According to Mayor John Murray, WPI had previously tried without success to
get the federal government to buy the property with certain restrictions, but
the government would not agree to those terms.
The township's 11th hour deal with Wildlife Preserves' came after the
organization already had signed a purchase agreement with Woodmont Builders LLC, who
wanted to build houses on the property. But WPI founder Robert Perkins still
wasn't willing to give up on preserving the land.
"He came to us in a last ditch effort to try to preserve that property,"
Murray said. "When we sat down with him, it occurred to us that we had a valuable
opportunity to buy the land and transfer it to the federal government to
satisfy our obligations for the landfill."
Murray said WPI had to buy out its contract with developer Don Widmondt, who
heads up the Parsippany-based Woodmont Builders, but "he was a real gentleman
to negotiate with."
"He's very concerned about the environment and about responsible
development," Murray said of Widmondt.
The next step was negotiating terms of the property transfer with U.S. Fish
and Wildlife. Murray said WPI wanted to stipulate that no plants or wildlife
could be removed and that there would be no building, habitat disturbance or
deer management within the preserve. But the federal government didn't like the
conditions, and the negotiations continued for several months as the two sides
inched closer to an agreement, Murray said.
The terms finally accepted by both sides include no hunting, trapping or
poisoning of any species and no removal of specimens, not even for research, on
the 64-acre tract, Murray said. The federal government will reserve the right to
build up to four houses on the land, such as ranger housing, but there are no
plans to do so, he said.
"The government was very clear that they have no intention of putting
anything on that property," Murray said.
The deal is subject to the approval of a federal judge, following a 30-day
comment period that ends on November 3, and Murray anticipates closing by the
end of the year.
Some of the funds to purchase the WPI tract came from donations by neighbors
and other interested parties who realized the value of the property to the
township, Murray said, adding that neighbor Bobby Irwin was especially generous.

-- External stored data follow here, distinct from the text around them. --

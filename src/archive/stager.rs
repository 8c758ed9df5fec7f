//! The stage -> promote pipeline.
//!
//! Sources are copied out of the live tree into a per-job staging area, then
//! promoted into the final store as a zip archive or a plain directory.
//! Promotion writes under a `.part` name and renames on success, so an
//! observer polling the store never sees a half-written artifact under its
//! final name. A failed promotion keeps the staged copy.

use crate::archive::copy::copy_tree;
use crate::archive::filter::CopyFilter;
use crate::archive::zipper::zip_tree;
use crate::config::Config;
use crate::utils::errors::Result;
use std::fs;
use std::path::{Path, PathBuf};
use tracing::{debug, warn};

/// One directory tree to pull into a backup.
#[derive(Debug, Clone)]
pub struct StageSource {
    /// Live directory to copy from.
    pub path: PathBuf,
    /// Where the tree lands inside the job, relative to the job root
    /// ("." mounts at the root itself).
    pub mount: PathBuf,
    pub filter: CopyFilter,
    /// Extra files written into the job tree: (path relative to the job
    /// root, contents).
    pub sidecars: Vec<(PathBuf, String)>,
}

pub struct ArchiveStager {
    store_root: PathBuf,
    staging_root: PathBuf,
    use_staging: bool,
    compress: bool,
}

impl ArchiveStager {
    pub fn new(store_root: PathBuf, staging_root: PathBuf, use_staging: bool, compress: bool) -> Self {
        Self {
            store_root,
            staging_root,
            use_staging,
            compress,
        }
    }

    pub fn from_config(config: &Config) -> Self {
        Self::new(
            config.backup.path.clone(),
            config.staging_root(),
            config.backup.use_staging,
            config.backup.zip_archives,
        )
    }

    pub fn store_root(&self) -> &Path {
        &self.store_root
    }

    pub fn staging_root(&self) -> &Path {
        &self.staging_root
    }

    /// Stage all sources under one job name and promote a single combined
    /// artifact. Returns the final artifact path.
    pub fn stage_combined(&self, sources: &[StageSource], job_name: &str) -> Result<PathBuf> {
        fs::create_dir_all(&self.store_root)?;
        let work_dir = if self.use_staging {
            self.staging_root.join(job_name)
        } else {
            self.store_root.join(job_name)
        };

        for source in sources {
            self.stage_into(&work_dir, source)?;
        }

        self.promote(&work_dir, &self.store_root, job_name)
    }

    /// Stage one source and promote it independently under its own unit
    /// subdirectory of the store: `<store>/<unit>/<job>[.zip]`.
    pub fn stage_split(&self, unit: &Path, source: &StageSource, job_name: &str) -> Result<PathBuf> {
        let unit_store = self.store_root.join(unit);
        fs::create_dir_all(&unit_store)?;
        let work_dir = if self.use_staging {
            self.staging_root.join(unit).join(job_name)
        } else {
            unit_store.join(job_name)
        };

        self.stage_into(&work_dir, source)?;
        self.promote(&work_dir, &unit_store, job_name)
    }

    /// Best-effort removal of the whole staging area.
    pub fn remove_staging_root(&self) {
        if !self.use_staging || !self.staging_root.exists() {
            return;
        }
        if let Err(e) = fs::remove_dir_all(&self.staging_root) {
            warn!(path = %self.staging_root.display(), error = %e, "Failed to remove staging area");
        }
    }

    fn stage_into(&self, work_dir: &Path, source: &StageSource) -> Result<()> {
        let dest = if source.mount == Path::new(".") || source.mount.as_os_str().is_empty() {
            work_dir.to_path_buf()
        } else {
            work_dir.join(&source.mount)
        };
        debug!(
            source = %source.path.display(),
            dest = %dest.display(),
            "Staging source tree"
        );
        copy_tree(&source.path, &dest, &source.filter)?;

        for (relative, contents) in &source.sidecars {
            let sidecar = work_dir.join(relative);
            if let Some(parent) = sidecar.parent() {
                fs::create_dir_all(parent)?;
            }
            fs::write(&sidecar, contents)?;
        }
        Ok(())
    }

    fn promote(&self, work_dir: &Path, final_parent: &Path, job_name: &str) -> Result<PathBuf> {
        if self.compress {
            let final_path = final_parent.join(format!("{job_name}.zip"));
            let part = final_parent.join(format!("{job_name}.zip.part"));
            if let Err(e) = zip_tree(work_dir, &part) {
                let _ = fs::remove_file(&part);
                return Err(e);
            }
            fs::rename(&part, &final_path)?;
            self.discard(work_dir);
            debug!(artifact = %final_path.display(), "Promoted zip artifact");
            return Ok(final_path);
        }

        if self.use_staging {
            let final_path = final_parent.join(job_name);
            let part = final_parent.join(format!("{job_name}.part"));
            if let Err(e) = copy_tree(work_dir, &part, &CopyFilter::Everything) {
                let _ = fs::remove_dir_all(&part);
                return Err(e.into());
            }
            fs::rename(&part, &final_path)?;
            self.discard(work_dir);
            debug!(artifact = %final_path.display(), "Promoted directory artifact");
            return Ok(final_path);
        }

        // Staging disabled, no compression: the sources were written straight
        // to their final destination.
        Ok(work_dir.to_path_buf())
    }

    fn discard(&self, work_dir: &Path) {
        if let Err(e) = fs::remove_dir_all(work_dir) {
            warn!(path = %work_dir.display(), error = %e, "Failed to remove staged copy");
        }
    }
}
//! Utility modules for the backup engine.

pub mod errors;
pub mod logger;

pub use errors::{Result, VaultError};
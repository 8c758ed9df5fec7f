//! Logging configuration using tracing.

use tracing_subscriber::{layer::SubscriberExt, util::SubscriberInitExt, EnvFilter};

/// Initialize logging with the specified level
pub fn init(level: &str) -> anyhow::Result<()> {
    let filter = EnvFilter::try_from_default_env()
        .or_else(|_| EnvFilter::try_new(level))
        .unwrap_or_else(|_| EnvFilter::new("info"));

    tracing_subscriber::registry()
        .with(filter)
        .with(tracing_subscriber::fmt::layer())
        .init();

    Ok(())
}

The township came up with the rest of the money by issuing a bond.
Between 1991 and 1999, environmental testing was done and a number of
contaminants were discovered, including DDT and other pesticides as well as cadmium,
lead and zinc.
Murray said the Army Corps of Engineers ran samples and tried to determine
the source of the contaminants, but never discovered evidence of any pollution
beyond its use as a municipal dump.
Harding and government officials negotiated an agreement to share the
remediation costs, which totaled about $2 million, Murray said, and the work was
completed in August of 2001. The land is now returning to a more natural state.
"I went back there in August of 2002 and took pictures," Murray said,
describing a big grassy dome surrounded by ponds and grassy swamps. "I saw frogs
jumping in the water and it really looked neat."